===== DATA SUPPLIED =====
//! Snippet data model and execution engine
//!
//! A snippet is a titled, ordered sequence of steps. Execution selects a
//! contiguous range of steps, partitions it into maximal runs of equal
//! concurrency flags, and executes sequential runs fail-fast and
//! concurrent runs as a spawn-all/join-all barrier.

pub mod range;
pub mod step;
pub mod store;
pub mod template;

pub use range::StepRange;
pub use step::{Step, TemplateField};
pub use store::SnippetStore;

use serde::{Deserialize, Serialize};
use std::path::{Path, PathBuf};
use tokio::task::JoinSet;
use tracing::{error, info};

use crate::prompt::Prompter;
use crate::types::{Error, Result};

/// A named, reusable multi-step shell procedure
#[derive(Debug, Clone, Serialize, Deserialize)]
pub struct Snippet {
    pub title: String,
    pub steps: Vec<Step>,
    #[serde(skip)]
    file_loc: Option<PathBuf>,
}

/// Per-invocation execution configuration, passed explicitly into
/// [`Snippet::execute`]
#[derive(Debug, Clone, Default)]
pub struct ExecuteOptions {
    /// Substitute stored defaults for template fields without prompting
    pub use_defaults: bool,
    /// Range expression selecting which steps run ("n", "n-m", "n-");
    /// `None` selects every step
    pub step_range: Option<String>,
}

impl Snippet {
    pub fn new(title: impl Into<String>, steps: Vec<Step>) -> Self {
        Self {
            title: title.into(),
            steps,
            file_loc: None,
        }
    }

    /// Where this snippet was loaded from or last saved to
    pub fn file_location(&self) -> Option<&Path> {
        self.file_loc.as_deref()
    }

    /// Check structural invariants: a snippet has a non-empty title and
    /// at least one step
    pub fn validate(&self) -> Result<()> {
        if self.title.trim().is_empty() {
            return Err(Error::Validation {
                field: "title".to_string(),
                message: "must not be empty".to_string(),
            });
        }
        if self.steps.is_empty() {
            return Err(Error::Validation {
                field: "steps".to_string(),
                message: "a snippet needs at least one step".to_string(),
            });
        }
        Ok(())
    }

    pub(crate) fn set_file_location(&mut self, path: PathBuf) {
        self.file_loc = Some(path);
    }

    /// Execute the selected steps of this snippet
    ///
    /// The selected range is split into maximal runs of consecutive steps
    /// sharing the same `execute_concurrent` flag, preserving order.
    /// Sequential runs execute their steps strictly in order and fail
    /// fast. Concurrent runs resolve each step's command on the invoking
    /// task (so prompts appear in step order), launch one task per step,
    /// and wait for all of them; launched siblings are never cancelled,
    /// but a failed run stops the remaining runs.
    ///
    /// Every step's command is resolved immediately before it is launched,
    /// never pre-resolved in bulk.
    pub async fn execute(&self, opts: &ExecuteOptions, prompter: &dyn Prompter) -> Result<()> {
        let expr = opts.step_range.as_deref().unwrap_or("");
        let range = StepRange::parse(expr, self.steps.len())?;

        info!(
            title = %self.title,
            start = range.start,
            end = range.end,
            "executing snippet"
        );

        for run in self.partition_runs(range) {
            if run.concurrent {
                self.execute_concurrent_run(&run, opts, prompter).await?;
            } else {
                self.execute_sequential_run(&run, opts, prompter).await?;
            }
        }

        info!(title = %self.title, "snippet completed");
        Ok(())
    }

    /// Split the selected steps into maximal runs of equal concurrency
    fn partition_runs(&self, range: StepRange) -> Vec<Run<'_>> {
        let mut runs: Vec<Run<'_>> = Vec::new();
        for (offset, step) in self.steps[range.start - 1..range.end].iter().enumerate() {
            let index = range.start + offset;
            match runs.last_mut() {
                Some(run) if run.concurrent == step.execute_concurrent => {
                    run.steps.push((index, step));
                }
                _ => runs.push(Run {
                    concurrent: step.execute_concurrent,
                    steps: vec![(index, step)],
                }),
            }
        }
        runs
    }

    async fn execute_sequential_run(
        &self,
        run: &Run<'_>,
        opts: &ExecuteOptions,
        prompter: &dyn Prompter,
    ) -> Result<()> {
        for (index, step) in &run.steps {
            let resolved = template::resolve(step, opts.use_defaults, prompter)
                .map_err(|e| step_failure(*index, e))?;

            info!(step = index, command = %resolved, "running step");

            match Step::run(&resolved).await {
                Ok(()) => info!(step = index, "step succeeded"),
                Err(e) => {
                    error!(step = index, error = %e, "step failed");
                    return Err(step_failure(*index, e));
                }
            }
        }
        Ok(())
    }

    async fn execute_concurrent_run(
        &self,
        run: &Run<'_>,
        opts: &ExecuteOptions,
        prompter: &dyn Prompter,
    ) -> Result<()> {
        let mut tasks: JoinSet<(usize, Result<()>)> = JoinSet::new();

        // resolve and launch in step order; a resolution failure stops
        // launching but already-launched siblings run to completion
        let mut resolve_failure: Option<Error> = None;
        for (index, step) in &run.steps {
            match template::resolve(step, opts.use_defaults, prompter) {
                Ok(resolved) => {
                    let index = *index;
                    info!(step = index, command = %resolved, "running step");
                    tasks.spawn(async move { (index, Step::run(&resolved).await) });
                }
                Err(e) => {
                    resolve_failure = Some(step_failure(*index, e));
                    break;
                }
            }
        }

        // barrier: wait for every launched step, keep the earliest failure
        let mut first_failure: Option<(usize, Error)> = None;
        while let Some(joined) = tasks.join_next().await {
            match joined {
                Ok((index, Ok(()))) => info!(step = index, "step succeeded"),
                Ok((index, Err(e))) => {
                    error!(step = index, error = %e, "step failed");
                    if first_failure.as_ref().map_or(true, |(i, _)| index < *i) {
                        first_failure = Some((index, e));
                    }
                }
                Err(join_error) => {
                    return Err(Error::Application(format!(
                        "step task panicked: {join_error}"
                    )));
                }
            }
        }

        if let Some((index, e)) = first_failure {
            return Err(step_failure(index, e));
        }
        if let Some(e) = resolve_failure {
            return Err(e);
        }
        Ok(())
    }

    /// Author a snippet interactively, one step at a time
    ///
    /// Each step asks for a command (seeded from `seed_commands` when
    /// available), an optional description, the concurrency flag, and a
    /// default value for every `{{field}}` found in the command. The title
    /// is asked last when not already given.
    pub fn author(
        title: Option<String>,
        seed_commands: &[String],
        prompter: &dyn Prompter,
    ) -> Result<Snippet> {
        let mut steps = Vec::new();
        loop {
            let seed = seed_commands
                .get(steps.len())
                .map(String::as_str)
                .unwrap_or("");
            let command = loop {
                let command = prompter.ask(&format!("Step {} command: ", steps.len() + 1), seed)?;
                if !command.is_empty() {
                    break command;
                }
            };
            let description = prompter.ask("Description (optional): ", "")?;
            let concurrent = prompter.confirm("Run concurrently with adjacent concurrent steps?")?;

            let mut fields = Vec::new();
            for name in step::template_fields_of(&command) {
                let default =
                    prompter.ask(&format!("Default value for \"{name}\" (optional): "), "")?;
                fields.push(TemplateField::new(
                    name,
                    (!default.is_empty()).then_some(default),
                ));
            }

            steps.push(Step {
                command,
                description,
                execute_concurrent: concurrent,
                template_fields: fields,
            });

            if !prompter.confirm("Add another step?")? {
                break;
            }
        }

        let title = match title {
            Some(title) if !title.trim().is_empty() => title,
            _ => loop {
                let title = prompter.ask("Title: ", "")?;
                if !title.is_empty() {
                    break title;
                }
            },
        };

        Ok(Snippet::new(title, steps))
    }
}

/// A maximal run of consecutive steps sharing a concurrency flag,
/// with their 1-indexed positions
struct Run<'a> {
    concurrent: bool,
    steps: Vec<(usize, &'a Step)>,
}

fn step_failure(index: usize, source: Error) -> Error {
    Error::Step {
        index,
        source: Box::new(source),
    }
}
=====
THE TASK.
Copy every line of the records above, starting with the first, up to and including the line containing "of this snippet".

EXPECTED ANSWER.
//! Snippet data model and execution engine
//!
//! A snippet is a titled, ordered sequence of steps. Execution selects a
//! contiguous range of steps, partitions it into maximal runs of equal
//! concurrency flags, and executes sequential runs fail-fast and
//! concurrent runs as a spawn-all/join-all barrier.

pub mod range;
pub mod step;
pub mod store;
pub mod template;

pub use range::StepRange;
pub use step::{Step, TemplateField};
pub use store::SnippetStore;

use serde::{Deserialize, Serialize};
use std::path::{Path, PathBuf};
use tokio::task::JoinSet;
use tracing::{error, info};

use crate::prompt::Prompter;
use crate::types::{Error, Result};

/// A named, reusable multi-step shell procedure
#[derive(Debug, Clone, Serialize, Deserialize)]
pub struct Snippet {
    pub title: String,
    pub steps: Vec<Step>,
    #[serde(skip)]
    file_loc: Option<PathBuf>,
}

/// Per-invocation execution configuration, passed explicitly into
/// [`Snippet::execute`]
#[derive(Debug, Clone, Default)]
pub struct ExecuteOptions {
    /// Substitute stored defaults for template fields without prompting
    pub use_defaults: bool,
    /// Range expression selecting which steps run ("n", "n-m", "n-");
    /// `None` selects every step
    pub step_range: Option<String>,
}

impl Snippet {
    pub fn new(title: impl Into<String>, steps: Vec<Step>) -> Self {
        Self {
            title: title.into(),
            steps,
            file_loc: None,
        }
    }

    /// Where this snippet was loaded from or last saved to
    pub fn file_location(&self) -> Option<&Path> {
        self.file_loc.as_deref()
    }

    /// Check structural invariants: a snippet has a non-empty title and
    /// at least one step
    pub fn validate(&self) -> Result<()> {
        if self.title.trim().is_empty() {
            return Err(Error::Validation {
                field: "title".to_string(),
                message: "must not be empty".to_string(),
            });
        }
        if self.steps.is_empty() {
            return Err(Error::Validation {
                field: "steps".to_string(),
                message: "a snippet needs at least one step".to_string(),
            });
        }
        Ok(())
    }

    pub(crate) fn set_file_location(&mut self, path: PathBuf) {
        self.file_loc = Some(path);
    }

    /// Execute the selected steps of this snippet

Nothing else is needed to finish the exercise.